Duas pessoas morreram neste sábado em incidentes relacionados aos protestos que tomam a Venezuela há um mês e meio. As novas vítimas são de San Cristóbal e Maracaibo, informou o ministro venezuelano do Interior, Miguel Rodríguez, elevando para 39 o número de mortos na onda de violência derivada das manifestações convocadas contra o governo de Nicolás Maduro.
Segundo Rodríguez, depois que policiais retiraram os escombros que bloqueavam uma rua de San Cristóbal, cidade berço dos protestos antichavistas, três pessoas derrubaram um outdoor para voltar a fechar o acesso na via.
— Esse painel encostou em um cabo de alta tensão, e o cabo de alta tensão alcançou Franklin Alberto Romero Moncada, (um empresário) de 44 anos, que morreu eletrocutado, na hora — declarou o ministro ao canal estatal VTV, acrescentando que duas pessoas ficaram feridas, entre elas uma menor de idade.
Já em Maracaibo, capital do estado de Zulia, morreu o estudante Roberto Annese, de 30 anos. Segundo o ministro venezuelano, o jovem morreu quando manipulava uma arma de fabricação caseira.
— (…) Enquanto fazia uso desse lançador de morteiro, o lançador explodiu e causou sua morte — explicou Rodríguez.
Testemunhas, porém, contam que Annese foi morto a tiros supostamente por funcionários da Polícia Regional de Zulia e homens que integram os chamados “coletivos”, grupos motorizados ligados ao chavismo e responsabilizados por opositores como responsáveis pela repressão nos protestos.
Segundo relatos locais, homens em motos dispararam contra vários manifestantes que tentavam levantar barricadas numa rua do bairro de El Naranjal.
“Não queremos chorar mais pelo sangue derramado dos filhos da Venezuela. Justiça. Todo nosso apoio para os familiares do jovem Roberto Annese. Até quando o país se manchará com o sangue de nossos garotos? Basta”, escreveu a prefeita de Maracaibo, Eveling Trejo, em sua conta no Twitter.
Parentes e amigos da vítima protestaram com “panelaços” em repúdio à morte do estudante e à presença de grupos armados que agem no norte de Maracaibo. Depois, rezaram no local dos disparos.
Em uma nota à imprensa, o Ministério Público informou que as duas novas mortes serão investigadas.
Opositores e chavistas voltam às ruas em Caracas
Centenas de opositores voltaram às ruas de Caracas neste sábado contra a escassez de produtos básicos, a insegurança e a censura do governo, enquanto simpatizantes do chavismo caminharam até o palácio presidencial, protestando contra os danos causados pelas manifestações no país.

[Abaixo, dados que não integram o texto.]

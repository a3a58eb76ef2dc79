//! Pick/place pose chain: one slot per pick-then-place cycle

use serde::Deserialize;
use tracing::{debug, info};

use crate::common::Pose;
use crate::error::{CoreError, Result};

/// What `record_pick`/`record_place` do when no slot has been opened yet.
#[derive(Debug, Clone, Copy, PartialEq, Eq, Default, Deserialize)]
#[serde(rename_all = "snake_case")]
pub enum SlotPolicy {
    /// Append a fresh slot and write into it.
    #[default]
    AutoOpen,
    /// Refuse the write with [`CoreError::NoOpenSlot`].
    RequireOpenSlot,
}

/// Tracks pick and place poses per chain slot.
///
/// Pick and place entries of a slot are written independently; a slot is
/// complete once both are `Some`. Only the last slot is ever written.
#[derive(Debug, Clone, Default)]
pub struct TaskChainTracker {
    picks: Vec<Option<Pose>>,
    places: Vec<Option<Pose>>,
    policy: SlotPolicy,
}

impl TaskChainTracker {
    pub fn new(policy: SlotPolicy) -> Self {
        TaskChainTracker {
            picks: Vec::new(),
            places: Vec::new(),
            policy,
        }
    }

    /// Whether a record call would currently be accepted.
    pub fn can_record(&self) -> bool {
        !self.is_empty() || self.policy == SlotPolicy::AutoOpen
    }

    /// Open a new empty slot at the end of the chain.
    pub fn open_slot(&mut self) {
        self.picks.push(None);
        self.places.push(None);
        debug!(slots = self.picks.len(), "opened chain slot");
    }

    /// Null out the current pick entry. No-op on an empty chain.
    pub fn reset_current_pick(&mut self) {
        Self::reset_last(&mut self.picks, "pick");
    }

    /// Null out the current place entry. No-op on an empty chain.
    pub fn reset_current_place(&mut self) {
        Self::reset_last(&mut self.places, "place");
    }

    fn reset_last(entries: &mut [Option<Pose>], kind: &str) {
        let slots = entries.len();
        match entries.last_mut() {
            Some(entry) => {
                info!(slot = slots - 1, kind, "resetting current slot entry");
                *entry = None;
            }
            None => info!(kind, "no slot present, nothing to reset"),
        }
    }

    pub fn record_pick(&mut self, pose: Pose) -> Result<()> {
        let policy = self.policy;
        Self::record_last(&mut self.picks, &mut self.places, policy, pose)
    }

    pub fn record_place(&mut self, pose: Pose) -> Result<()> {
        let policy = self.policy;
        Self::record_last(&mut self.places, &mut self.picks, policy, pose)
    }

    // Write into the last slot of `target`, or open one according to `policy`.
    // The sibling list grows with it so both lists stay slot-aligned.
    fn record_last(
        target: &mut Vec<Option<Pose>>,
        sibling: &mut Vec<Option<Pose>>,
        policy: SlotPolicy,
        pose: Pose,
    ) -> Result<()> {
        match target.last_mut() {
            Some(entry) => *entry = Some(pose),
            None => match policy {
                SlotPolicy::AutoOpen => {
                    info!("no slot open, appending a new one");
                    target.push(Some(pose));
                    if sibling.len() < target.len() {
                        sibling.push(None);
                    }
                }
                SlotPolicy::RequireOpenSlot => return Err(CoreError::NoOpenSlot),
            },
        }
        Ok(())
    }

    /// Both lists have the same length and hold no `None`.
    pub fn is_valid(&self) -> bool {
        self.picks.len() == self.places.len()
            && self.picks.iter().all(Option::is_some)
            && self.places.iter().all(Option::is_some)
    }

    /// The last slot has both a pick and a place pose.
    pub fn has_current_pair(&self) -> bool {
        self.current_pick().is_some() && self.current_place().is_some()
    }

    pub fn current_pick(&self) -> Option<&Pose> {
        self.picks.last().and_then(Option::as_ref)
    }

    pub fn current_place(&self) -> Option<&Pose> {
        self.places.last().and_then(Option::as_ref)
    }

    pub fn picks(&self) -> &[Option<Pose>] {
        &self.picks
    }

    pub fn places(&self) -> &[Option<Pose>] {
        &self.places
    }

    /// Number of slots.
    pub fn len(&self) -> usize {
        self.picks.len().max(self.places.len())
    }

    pub fn is_empty(&self) -> bool {
        self.picks.is_empty() && self.places.is_empty()
    }

    pub fn clear(&mut self) {
        self.picks.clear();
        self.places.clear();
    }
}
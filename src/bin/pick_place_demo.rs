use std::path::PathBuf;

use anyhow::{Context, Result};
use nalgebra::Point3;
use pickplace_core::control::status::{spawn_status_listener, GoalStatus};
use pickplace_core::fault::{spawn_fault_listener, RobotMode};
use pickplace_core::sim::{self, Journal};
use pickplace_core::{
    observability, AppConfig, BoundingBox, DepthImage, RgbImage, TaskExecutor, TaskInfo,
};
use tokio::sync::mpsc;
use tracing::info;

#[tokio::main]
async fn main() -> Result<()> {
    observability::init();

    let path = std::env::args().nth(1).map(PathBuf::from);
    let config = AppConfig::load(path.as_deref()).context("failed to load configuration")?;

    let journal = Journal::new();
    let backend = sim::backend(&journal, Point3::new(0.45, -0.1, 0.03));

    // Feed the shared flags the way the planner status and robot state
    // streams would.
    let (status_tx, status_rx) = mpsc::channel(16);
    let (mode_tx, mode_rx) = mpsc::channel(16);
    let status_task = spawn_status_listener(backend.status.clone(), status_rx);
    let fault_task = spawn_fault_listener(backend.faults.clone(), mode_rx);
    status_tx.send(vec![GoalStatus::Succeeded.code()]).await?;
    mode_tx.send(RobotMode::Idle).await?;

    let executor_config = config.taskexecutor;
    let chain_valid = tokio::task::spawn_blocking(move || -> Result<bool> {
        let mut executor = TaskExecutor::start(executor_config, backend)?;

        let depth = DepthImage::filled(640, 480, 0.75);
        let color = RgbImage {
            width: 640,
            height: 480,
            data: vec![0; 640 * 480 * 3],
        };
        let pick = TaskInfo::new(depth.clone(), BoundingBox::new(300, 220, 340, 260), 3)
            .with_rgb(color);
        let place = TaskInfo::new(depth, BoundingBox::new(400, 200, 440, 240), 0);

        executor.open_slot();
        let picked = executor.pick(&pick)?;
        info!(?picked, "pick finished");
        let placed = executor.place(&place)?;
        info!(?placed, "place finished");

        let valid = executor.is_valid();
        executor.cleanup()?;
        Ok(valid)
    })
    .await??;

    info!(chain_valid, calls = journal.calls().len(), "demo finished");

    drop(status_tx);
    drop(mode_tx);
    status_task.await?;
    fault_task.await?;
    Ok(())
}
//! Motion planning service contract

use crate::common::Pose;
use crate::control::constraints::PathConstraint;
use crate::error::Result;

/// What a plan drives the arm to.
#[derive(Debug, Clone, PartialEq)]
pub enum PlanTarget {
    Joints(Vec<f64>),
    Cartesian(Vec<Pose>),
}

/// A trajectory produced by the planning service.
#[derive(Debug, Clone, PartialEq)]
pub struct Plan {
    pub target: PlanTarget,
    /// Fraction of the requested path the planner could follow, 0.0 - 1.0.
    pub fraction: f64,
    pub velocity_scale: f64,
}

impl Plan {
    pub fn new(target: PlanTarget, fraction: f64) -> Self {
        Plan {
            target,
            fraction,
            velocity_scale: 1.0,
        }
    }
}

/// Trait for the external planner/executor the gateway drives.
///
/// An `Err` from a planning call means no path was found; the gateway logs it
/// and skips the motion.
pub trait MotionPlanner: Send {
    /// Plan a joint-space motion to `joints`.
    fn plan_joint_target(&mut self, joints: &[f64]) -> Result<Plan>;

    /// Plan a Cartesian path through `waypoints`.
    fn plan_cartesian(
        &mut self,
        waypoints: &[Pose],
        eef_step: f64,
        jump_threshold: f64,
        constraint: Option<&PathConstraint>,
    ) -> Result<Plan>;

    /// Retime `plan` to `velocity_scale` of the nominal speed.
    fn retime(&mut self, plan: Plan, velocity_scale: f64) -> Result<Plan>;

    /// Execute `plan`, blocking until completion when `wait` is set.
    fn execute(&mut self, plan: &Plan, wait: bool) -> Result<()>;

    /// Cancel any in-flight execution.
    fn stop(&mut self);

    fn clear_pose_targets(&mut self);

    /// Current pose of the end effector link.
    fn current_pose(&self) -> Pose;

    fn end_effector_link(&self) -> &str;
}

Levando cartazes com mensagens como “Procura-se óleo e açúcar” e “SOS estão nos matando por pensar diferente”, os opositores seguiram até a sede da Magistratura, no leste de Caracas, atendendo à convocação do Partido Vontade Popular. Seu líder, Leopoldo López, está detido desde 18 de fevereiro, acusado de instigar a violência nas manifestações.

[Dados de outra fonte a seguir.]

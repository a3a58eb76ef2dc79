//! Motion gateway: the only path from the executor to the planner

use std::sync::Arc;

use tracing::{info, warn};

use crate::common::Pose;
use crate::control::constraints::PathConstraint;
use crate::control::planner::MotionPlanner;
use crate::control::status::{GoalStatus, StatusTracker};

/// Cartesian resolution of planned paths, meters.
pub const EEF_STEP: f64 = 0.01;
/// Joint-space jump threshold; 0.0 disables the check.
pub const JUMP_THRESHOLD: f64 = 0.0;

/// Result of a motion command. None of these abort a task.
#[derive(Debug, Clone, Copy, PartialEq, Eq)]
pub enum MotionOutcome {
    Executed,
    /// Another trajectory is in flight; the command was dropped.
    Busy,
    PlanningFailed,
    ExecutionFailed,
    /// A waypoint had a non-finite coordinate; nothing was planned.
    Rejected,
    /// A fault was active and recovery ran instead.
    Suppressed,
}

impl MotionOutcome {
    pub fn is_executed(self) -> bool {
        self == MotionOutcome::Executed
    }
}

/// Allowed z range for Cartesian waypoints, meters in the base frame.
#[derive(Debug, Clone, Copy, PartialEq)]
pub struct SafeBand {
    pub z_min: f64,
    pub z_max: f64,
}

impl Default for SafeBand {
    fn default() -> Self {
        SafeBand {
            z_min: 0.01,
            z_max: 0.30,
        }
    }
}

impl SafeBand {
    /// Clamp `z` into the band, warning when it had to be corrected.
    pub fn clamp(&self, z: f64) -> f64 {
        if z < self.z_min {
            warn!("z = {} is invalid, using {} instead", z, self.z_min);
            self.z_min
        } else if z > self.z_max {
            warn!("z = {} is invalid, using {} instead", z, self.z_max);
            self.z_max
        } else {
            z
        }
    }
}

/// Ordered Cartesian waypoints and the speed to traverse them at.
#[derive(Debug, Clone, PartialEq)]
pub struct MotionRequest {
    pub waypoints: Vec<Pose>,
    pub velocity_scale: f64,
}

impl MotionRequest {
    /// Whether every waypoint translation is finite.
    pub fn is_finite(&self) -> bool {
        self.waypoints
            .iter()
            .all(|pose| pose.translation.vector.iter().all(|c| c.is_finite()))
    }

    pub fn new(waypoints: Vec<Pose>, velocity_scale: f64) -> Self {
        MotionRequest {
            waypoints,
            velocity_scale,
        }
    }

    /// The same request with every waypoint z inside `band`.
    pub fn clamped(mut self, band: &SafeBand) -> Self {
        for pose in &mut self.waypoints {
            pose.translation.vector.z = band.clamp(pose.translation.vector.z);
        }
        self
    }
}

/// Wraps the external planner: homing, clamped Cartesian execution, stop and
/// the busy check. At most one trajectory is in flight; commands that arrive
/// while busy are dropped, not queued.
pub struct MotionGateway {
    planner: Box<dyn MotionPlanner>,
    status: StatusTracker,
    home_joints: Vec<f64>,
    band: SafeBand,
    base_frame: String,
    constraint: Option<Arc<PathConstraint>>,
    constraint_version: u64,
}

impl MotionGateway {
    pub fn new(
        planner: Box<dyn MotionPlanner>,
        status: StatusTracker,
        home_joints: Vec<f64>,
        band: SafeBand,
        base_frame: &str,
    ) -> Self {
        MotionGateway {
            planner,
            status,
            home_joints,
            band,
            base_frame: base_frame.to_string(),
            constraint: None,
            constraint_version: 0,
        }
    }

    pub fn is_busy(&self) -> bool {
        self.status.current() == GoalStatus::Active
    }

    pub fn status(&self) -> GoalStatus {
        self.status.current()
    }

    pub fn band(&self) -> SafeBand {
        self.band
    }

    /// Constraint applied to Cartesian motions, installed by the last home.
    pub fn constraint(&self) -> Option<Arc<PathConstraint>> {
        self.constraint.clone()
    }

    pub fn current_pose(&self) -> Pose {
        self.planner.current_pose()
    }

    /// Move to the fixed joint-space home configuration.
    pub fn go_home(&mut self, wait: bool) -> MotionOutcome {
        if self.reject_if_busy() {
            return MotionOutcome::Busy;
        }
        self.planner.clear_pose_targets();
        let plan = match self.planner.plan_joint_target(&self.home_joints) {
            Ok(plan) => plan,
            Err(e) => {
                warn!("could not plan trajectory from current pose to home pose: {}", e);
                return MotionOutcome::PlanningFailed;
            }
        };
        if let Err(e) = self.planner.execute(&plan, wait) {
            warn!("home trajectory failed: {}", e);
            return MotionOutcome::ExecutionFailed;
        }
        self.refresh_constraint();
        MotionOutcome::Executed
    }

    // A new Arc each time, so a constraint handed out earlier stays untouched.
    fn refresh_constraint(&mut self) {
        self.constraint_version += 1;
        let pose = self.planner.current_pose();
        let constraint = PathConstraint::yaw_only(
            self.constraint_version,
            self.planner.end_effector_link(),
            &self.base_frame,
            pose.rotation,
        );
        info!(version = constraint.version, "path constraint updated");
        self.constraint = Some(Arc::new(constraint));
    }

    /// Plan and execute a Cartesian path through `waypoints`, blocking until done.
    pub fn execute_cartesian(&mut self, waypoints: &[Pose], velocity_scale: f64) -> MotionOutcome {
        self.execute_request(MotionRequest::new(waypoints.to_vec(), velocity_scale))
    }

    pub fn execute_request(&mut self, request: MotionRequest) -> MotionOutcome {
        if self.reject_if_busy() {
            return MotionOutcome::Busy;
        }
        if !request.is_finite() {
            warn!(waypoints = ?request.waypoints, "non-finite waypoint, motion rejected");
            return MotionOutcome::Rejected;
        }
        let request = request.clamped(&self.band);
        let constraint = self.constraint.clone();
        let plan = match self.planner.plan_cartesian(
            &request.waypoints,
            EEF_STEP,
            JUMP_THRESHOLD,
            constraint.as_deref(),
        ) {
            Ok(plan) => plan,
            Err(e) => {
                warn!("could not plan cartesian path: {}", e);
                return MotionOutcome::PlanningFailed;
            }
        };
        if plan.fraction < 1.0 {
            warn!(fraction = plan.fraction, "only part of the cartesian path could be planned");
        }
        let plan = match self.planner.retime(plan, request.velocity_scale) {
            Ok(plan) => plan,
            Err(e) => {
                warn!("could not retime cartesian path: {}", e);
                return MotionOutcome::PlanningFailed;
            }
        };
        match self.planner.execute(&plan, true) {
            Ok(()) => MotionOutcome::Executed,
            Err(e) => {
                warn!("cartesian trajectory failed: {}", e);
                MotionOutcome::ExecutionFailed
            }
        }
    }

    /// Cancel in-flight execution and drop pending pose targets.
    pub fn stop(&mut self) {
        self.planner.stop();
        self.planner.clear_pose_targets();
    }

    fn reject_if_busy(&self) -> bool {
        let status = self.status.current();
        info!(?status, "current move group status");
        if status == GoalStatus::Active {
            warn!("robot busy, another trajectory is being executed");
            return true;
        }
        false
    }
}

— Prendem os estudantes que protestam, mas deixam os bandidos soltos. Estamos isolados e sem voz — disse o engenheiro Elías Jorge, que está desempregado.
Já os simpatizantes do governo, a maioria vestida de vermelho, marcharam pelo oeste de Caracas até chegar ao Palácio de Miraflores, protestando contra os danos que teriam sido causados pela oposição ao meio ambiente, ao usar árvores para bloquear ruas e estradas.
Rodrigo Torres, um tratador de animais de um zoológico do oeste caraquenho, recriminou “o corte de árvores para fazer ‘guarimbas’ (bloqueio de ruas)”.
— (…) Não concordo com a escassez, mas continuo marchando pelo que (Hugo) Chávez nos deixou — disse Torres.
Segundo a Procuradoria Geral, além dos 39 mortos, os protestos já deixaram mais de 550 feridos, e 81 investigações foram abertas por violações dos direitos humanos.